Je ne réponds pas, de peur de sortir une nouvelle bêtise. Je m'éclaircis la gorge avant de lui demander quelle partie il souhaiterait qu'on travaille. Il semble réfléchir. Pendant ce temps, je me balance doucement sur ma chaise. Ça me rappelle le rocking-chair dans le salon de ma grand-mère.

-J'aimerai bien qu'on fasse le moment sur le balcon quand Roméo et Juliette s'annoncent leur amour réciproque.

Ça me surprend tellement qu'il dise un truc pareil que sur le coup, j'oublie de me rattraper et... BOUM! Je tombe en arrière, ma tête heurtant le bureau derrière moi.

Je serre les dents pour éviter de crier.Une douleur aiguë se diffuse dans mon crâne. Bien sûr tout le monde a vu la chute et la classe entière rit à mes dépends. Lorsque je me relève, je me rends compte que j'ai tapé par accident la table de Mélissa. Grrrrh. Elle se moque de moi. J'avale ma salive et retiens de justesse le flot d'insultes que j'ai envie de lui déverser dessus.

Je me remets sur ma chaise, les joues en feu et le crâne me faisant souffrir.

-Ça va? me questionne Sébastien, visiblement remis de ses émotions.

-Oh tu sais, je viens de me ridiculiser devant toute la classe et je vais avoir une bosse de la taille d'une boule de bowling. Ah et aussi, ce matin je suis tombée devant tout le monde et j'ai appris que mon raccourci était en travaux, ce qui va m'obliger à me lever plus tôt chaque matin! Donc oui ça va très bien oui! je lance, ma voix imprégnée d'ironie.

Il plonge ses yeux dans les miens et passe sa main autour de ma nuque.

-J'espère que ça va aller. Désolé si je suis maladroit avec les mots!

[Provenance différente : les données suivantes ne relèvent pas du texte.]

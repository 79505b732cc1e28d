//! Longest common substring ("common sub-text").

/// Returns the longest contiguous run of characters shared by `a` and `b`.
///
/// When several runs share the maximal length, the one ending earliest in
/// `a` is returned. Returns an empty string when no character is shared.
/// Uses two rolling rows, so memory is O(n) rather than O(m·n).
pub fn longest_common_substring(a: &str, b: &str) -> String {
    let a: Vec<char> = a.chars().collect();
    let b: Vec<char> = b.chars().collect();

    let mut prev = vec![0usize; b.len() + 1];
    let mut curr = vec![0usize; b.len() + 1];
    let mut best_len = 0;
    let mut best_end = 0;

    for i in 1..=a.len() {
        for j in 1..=b.len() {
            curr[j] = if a[i - 1] == b[j - 1] {
                prev[j - 1] + 1
            } else {
                0
            };
            if curr[j] > best_len {
                best_len = curr[j];
                best_end = i;
            }
        }
        std::mem::swap(&mut prev, &mut curr);
    }

    a[best_end - best_len..best_end].iter().collect()
}
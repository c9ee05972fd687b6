//! Wall-clock abstraction
//!
//! Every component that stamps or ages data takes an `Arc<dyn Clock>`, so
//! tests can move time forward (TTL expiry, minute rollover) without
//! sleeping.

use std::sync::{Mutex, PoisonError};

use chrono::{DateTime, Duration, Utc};

/// Source of the current time.
pub trait Clock: Send + Sync {
    fn now(&self) -> DateTime<Utc>;
}

/// Real wall clock.
#[derive(Debug, Default, Clone, Copy)]
pub struct SystemClock;

impl Clock for SystemClock {
    fn now(&self) -> DateTime<Utc> {
        Utc::now()
    }
}

/// Manually driven clock for deterministic tests and replays.
#[derive(Debug)]
pub struct ManualClock {
    now: Mutex<DateTime<Utc>>,
}

impl ManualClock {
    pub fn new(start: DateTime<Utc>) -> Self {
        Self {
            now: Mutex::new(start),
        }
    }

    /// Set the clock to an absolute instant.
    pub fn set(&self, instant: DateTime<Utc>) {
        *self.now.lock().unwrap_or_else(PoisonError::into_inner) = instant;
    }

    /// Move the clock forward by `by`.
    pub fn advance(&self, by: Duration) {
        let mut now = self.now.lock().unwrap_or_else(PoisonError::into_inner);
        *now += by;
    }
}

impl Clock for ManualClock {
    fn now(&self) -> DateTime<Utc> {
        *self.now.lock().unwrap_or_else(PoisonError::into_inner)
    }
}

#[cfg(test)]
mod tests {
    use super::*;
    use chrono::TimeZone;

    #[test]
    fn test_manual_clock_advance() {
        let start = Utc.with_ymd_and_hms(2024, 3, 4, 0, 0, 0).unwrap();
        let clock = ManualClock::new(start);
        assert_eq!(clock.now(), start);

        clock.advance(Duration::seconds(90));
        assert_eq!(clock.now(), start + Duration::seconds(90));

        clock.set(start);
        assert_eq!(clock.now(), start);
    }

    #[test]
    fn test_system_clock_moves_forward() {
        let clock = SystemClock;
        let a = clock.now();
        let b = clock.now();
        assert!(b >= a);
    }
}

Mélissa, qui depuis ma chute ne cessait de ricaner, s'arrête d'un coup. Je l'imagine, à deux doigts de péter un câble. Le sourire revient naturellement.

Soudain, Sébastien se raidit et me demande où est-ce que j'habite. Je lui indique mon adresse, le coeur prêt à lâcher.

- Ça te dis que ce soir je vienne chez toi pour qu'on bosse la pièce?

Je n'en reviens pas. Sébastien Gauci vient de me dire qu'il veut venir chez moi? Enfin bon, c'est pour travailler, mais après, c'est pas grave. J'accepte donc, le sourire aux lèvres.

- Vers 17h30, ça te convient?

-Parfaitement ! répond-il, heureux lui aussi.

Du moins, je l'espère.

Pendant le reste du cours nous passons notre temps à récrire le texte, le rendant aussi moderne et poétique que possible. Avant que la sonnerie ne retentisse, Mr Dupont nous prévient que dans dix jours, il nous fera passer pour la pièce. Au moment où la délivrance sonne enfin, Jeanne se rue vers moi pour que je lui raconte tous les détails de ces deux dernières heures.

-Oh et il vient chez toi ce soir? C'est génial! Mais tâche de dire moins de débilités cette fois!

J'acquiesse puis lui demande avec qui elle s'est retrouvée.

- Avec Alexandre.

-Nan?

Aussi loin que j'éprouve des sentiments à l'égard de Sébastien, Jeanne a un faible pour Alexandre. Ce gars est effectivement très mignon: grand, musclé, le teint hâlé, les yeux noisettes et les cheveux noirs ondulés. Ils sont dans la même troupe de théâtre depuis deux ans. Ils se connaissent donc un peu.

-Et tu vas faire quelle scène avec lui? je demande, ma curiosité piquée au vif.

-La scène du suicide de Roméo puis de Juliette. Et toi?

-Celle du balcon.

Et avant qu'elle ne me pose plus de questions, je saute sur mon vélo et je vais dans un petit coin de paradis. Chez ma mamie Grandy.